MATERIALS PROVIDED below:

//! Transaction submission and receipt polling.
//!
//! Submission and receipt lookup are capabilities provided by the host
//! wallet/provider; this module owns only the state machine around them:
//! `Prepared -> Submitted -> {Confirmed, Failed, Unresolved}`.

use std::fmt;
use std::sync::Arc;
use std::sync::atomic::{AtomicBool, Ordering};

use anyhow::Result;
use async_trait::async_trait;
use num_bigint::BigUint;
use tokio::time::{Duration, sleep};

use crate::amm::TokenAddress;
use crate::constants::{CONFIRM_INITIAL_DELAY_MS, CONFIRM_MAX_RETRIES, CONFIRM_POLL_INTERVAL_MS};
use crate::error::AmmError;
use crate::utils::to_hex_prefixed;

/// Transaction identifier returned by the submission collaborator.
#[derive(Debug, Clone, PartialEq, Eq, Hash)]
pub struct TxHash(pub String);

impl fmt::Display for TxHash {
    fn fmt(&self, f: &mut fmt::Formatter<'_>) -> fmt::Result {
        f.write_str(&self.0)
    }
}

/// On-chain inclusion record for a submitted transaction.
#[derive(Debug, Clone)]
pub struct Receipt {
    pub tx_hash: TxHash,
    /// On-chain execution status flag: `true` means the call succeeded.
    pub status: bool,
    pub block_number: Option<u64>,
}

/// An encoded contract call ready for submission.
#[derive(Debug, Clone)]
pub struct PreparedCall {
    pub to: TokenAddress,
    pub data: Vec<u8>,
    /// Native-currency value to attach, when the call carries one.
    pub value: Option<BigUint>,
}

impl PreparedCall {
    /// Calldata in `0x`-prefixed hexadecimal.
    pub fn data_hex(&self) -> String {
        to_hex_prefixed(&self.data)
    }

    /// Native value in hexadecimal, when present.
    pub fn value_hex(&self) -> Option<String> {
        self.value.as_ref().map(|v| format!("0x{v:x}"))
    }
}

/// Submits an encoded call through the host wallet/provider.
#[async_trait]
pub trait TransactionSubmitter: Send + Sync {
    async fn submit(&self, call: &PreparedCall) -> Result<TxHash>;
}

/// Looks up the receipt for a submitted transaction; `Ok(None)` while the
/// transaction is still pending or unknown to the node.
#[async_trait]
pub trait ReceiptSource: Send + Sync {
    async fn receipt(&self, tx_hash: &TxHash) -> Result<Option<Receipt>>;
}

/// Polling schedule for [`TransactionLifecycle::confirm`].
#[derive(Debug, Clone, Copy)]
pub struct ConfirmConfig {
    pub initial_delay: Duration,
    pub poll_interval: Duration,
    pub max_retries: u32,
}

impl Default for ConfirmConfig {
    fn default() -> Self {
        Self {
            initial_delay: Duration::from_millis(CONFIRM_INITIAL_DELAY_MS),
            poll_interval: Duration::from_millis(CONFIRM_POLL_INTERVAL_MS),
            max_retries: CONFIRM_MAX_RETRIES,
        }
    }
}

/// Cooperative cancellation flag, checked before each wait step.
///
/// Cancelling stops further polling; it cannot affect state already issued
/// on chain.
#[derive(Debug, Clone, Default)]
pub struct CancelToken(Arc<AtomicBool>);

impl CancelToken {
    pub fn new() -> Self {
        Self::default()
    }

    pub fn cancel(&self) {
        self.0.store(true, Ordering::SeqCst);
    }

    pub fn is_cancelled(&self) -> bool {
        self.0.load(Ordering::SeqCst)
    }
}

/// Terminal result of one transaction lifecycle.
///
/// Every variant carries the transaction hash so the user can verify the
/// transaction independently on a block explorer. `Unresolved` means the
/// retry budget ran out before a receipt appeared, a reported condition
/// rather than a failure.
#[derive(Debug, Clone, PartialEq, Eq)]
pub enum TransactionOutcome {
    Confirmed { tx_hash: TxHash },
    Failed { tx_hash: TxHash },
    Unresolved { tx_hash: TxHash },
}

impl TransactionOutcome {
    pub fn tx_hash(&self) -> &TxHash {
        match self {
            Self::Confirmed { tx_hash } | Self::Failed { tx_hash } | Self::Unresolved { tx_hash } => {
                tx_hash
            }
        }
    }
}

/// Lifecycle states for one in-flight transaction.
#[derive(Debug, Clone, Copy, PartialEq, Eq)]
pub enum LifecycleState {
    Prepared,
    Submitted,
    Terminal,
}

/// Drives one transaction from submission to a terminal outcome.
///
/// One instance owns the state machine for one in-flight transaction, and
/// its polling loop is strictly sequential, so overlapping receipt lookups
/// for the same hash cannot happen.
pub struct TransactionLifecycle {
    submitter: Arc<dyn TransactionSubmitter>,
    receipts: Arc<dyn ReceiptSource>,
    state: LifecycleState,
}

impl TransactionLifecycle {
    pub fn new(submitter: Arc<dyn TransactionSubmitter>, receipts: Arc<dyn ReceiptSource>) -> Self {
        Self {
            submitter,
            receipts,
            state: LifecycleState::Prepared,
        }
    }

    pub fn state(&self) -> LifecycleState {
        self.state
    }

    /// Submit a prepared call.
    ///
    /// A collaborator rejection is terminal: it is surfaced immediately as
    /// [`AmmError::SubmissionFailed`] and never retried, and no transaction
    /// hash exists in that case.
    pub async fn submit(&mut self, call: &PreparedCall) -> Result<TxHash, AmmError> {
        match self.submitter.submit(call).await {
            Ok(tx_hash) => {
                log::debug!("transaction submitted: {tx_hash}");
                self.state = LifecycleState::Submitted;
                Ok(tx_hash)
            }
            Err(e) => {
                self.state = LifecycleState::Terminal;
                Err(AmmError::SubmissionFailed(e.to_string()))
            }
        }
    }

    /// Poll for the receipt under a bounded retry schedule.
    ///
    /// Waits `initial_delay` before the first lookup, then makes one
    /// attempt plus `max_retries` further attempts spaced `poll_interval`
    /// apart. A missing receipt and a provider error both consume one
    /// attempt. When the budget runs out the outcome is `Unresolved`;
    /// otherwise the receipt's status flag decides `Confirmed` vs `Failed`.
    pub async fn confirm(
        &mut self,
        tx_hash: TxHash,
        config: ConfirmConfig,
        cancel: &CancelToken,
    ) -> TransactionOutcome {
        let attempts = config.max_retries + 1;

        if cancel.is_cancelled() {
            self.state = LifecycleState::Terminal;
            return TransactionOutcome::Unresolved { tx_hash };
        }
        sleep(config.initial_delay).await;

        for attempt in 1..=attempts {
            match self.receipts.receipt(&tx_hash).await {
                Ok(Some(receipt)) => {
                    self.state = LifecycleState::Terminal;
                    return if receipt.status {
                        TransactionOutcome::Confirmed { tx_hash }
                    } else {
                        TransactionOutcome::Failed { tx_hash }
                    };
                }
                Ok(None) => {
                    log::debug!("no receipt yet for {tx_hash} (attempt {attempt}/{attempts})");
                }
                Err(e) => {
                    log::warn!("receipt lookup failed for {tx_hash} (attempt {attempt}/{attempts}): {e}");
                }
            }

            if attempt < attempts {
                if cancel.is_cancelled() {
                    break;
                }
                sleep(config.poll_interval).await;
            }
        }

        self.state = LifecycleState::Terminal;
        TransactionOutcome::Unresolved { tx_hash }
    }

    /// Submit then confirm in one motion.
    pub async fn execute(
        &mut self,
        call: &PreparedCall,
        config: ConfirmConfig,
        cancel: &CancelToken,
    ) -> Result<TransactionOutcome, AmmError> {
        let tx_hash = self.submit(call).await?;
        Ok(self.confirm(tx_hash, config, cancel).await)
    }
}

End of MATERIALS PROVIDED.

• PROBLEM STATEMENT
If a line in the listing contains "SeqCst", it counts. Say how many lines count, with no other words.

• WRITTEN REPLY
2